Dataset entries
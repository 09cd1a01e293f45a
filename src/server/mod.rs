//! Inbox server - composition root
//!
//! Owns the single store and broadcaster instances, wires them into the
//! router, and drives startup and shutdown.

mod shutdown;

use std::future::Future;
use std::sync::Arc;

use tokio::net::TcpListener;
use tracing::info;

use crate::api::websocket::{EventBroadcaster, KeepAlive};
use crate::api::{create_router, AppState};
use crate::config::ServerConfig;
use crate::error::InboxResult;
use crate::store::{EmailRepository, SqliteStore};

pub use shutdown::signal;

/// HTTP + WebSocket server for the inbox
pub struct InboxServer {
    config: ServerConfig,
    state: Arc<AppState>,
}

impl InboxServer {
    /// Open the configured database and build shared state
    pub fn new(config: ServerConfig) -> InboxResult<Self> {
        let store = SqliteStore::open(&config.database_path)?;
        Ok(Self::with_store(config, Arc::new(store)))
    }

    /// Build the server around an existing store
    pub fn with_store(config: ServerConfig, store: Arc<dyn EmailRepository>) -> Self {
        let broadcaster = Arc::new(EventBroadcaster::new(config.send_timeout));
        let state = Arc::new(AppState::new(store, broadcaster));
        Self { config, state }
    }

    pub fn state(&self) -> &Arc<AppState> {
        &self.state
    }

    /// Serve until Ctrl-C / SIGTERM
    pub async fn run(self) -> InboxResult<()> {
        let listener = TcpListener::bind(self.config.bind_addr).await?;
        self.serve(listener, signal()).await
    }

    /// Serve on `listener` until `shutdown` resolves.
    ///
    /// On shutdown the heartbeat stops first, then every subscriber transport
    /// is closed so read loops end, then in-flight HTTP requests drain.
    pub async fn serve<F>(self, listener: TcpListener, shutdown: F) -> InboxResult<()>
    where
        F: Future<Output = ()> + Send + 'static,
    {
        let broadcaster = Arc::clone(&self.state.broadcaster);
        let keepalive = KeepAlive::spawn(Arc::clone(&broadcaster), self.config.heartbeat_interval);

        let app = create_router(
            Arc::clone(&self.state),
            &self.config.public_dir,
            self.config.max_body_bytes,
        );

        info!(addr = %listener.local_addr()?, "inbox server listening");

        axum::serve(listener, app)
            .with_graceful_shutdown(async move {
                shutdown.await;
                keepalive.shutdown().await;
                broadcaster.close_all().await;
            })
            .await?;

        info!("inbox server stopped");
        Ok(())
    }
}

Instructions for the task.
For each line above that contains the word "EmailRepository", give the line as it is written.

Solved exercise.
use crate::store::{EmailRepository, SqliteStore};
    pub fn with_store(config: ServerConfig, store: Arc<dyn EmailRepository>) -> Self {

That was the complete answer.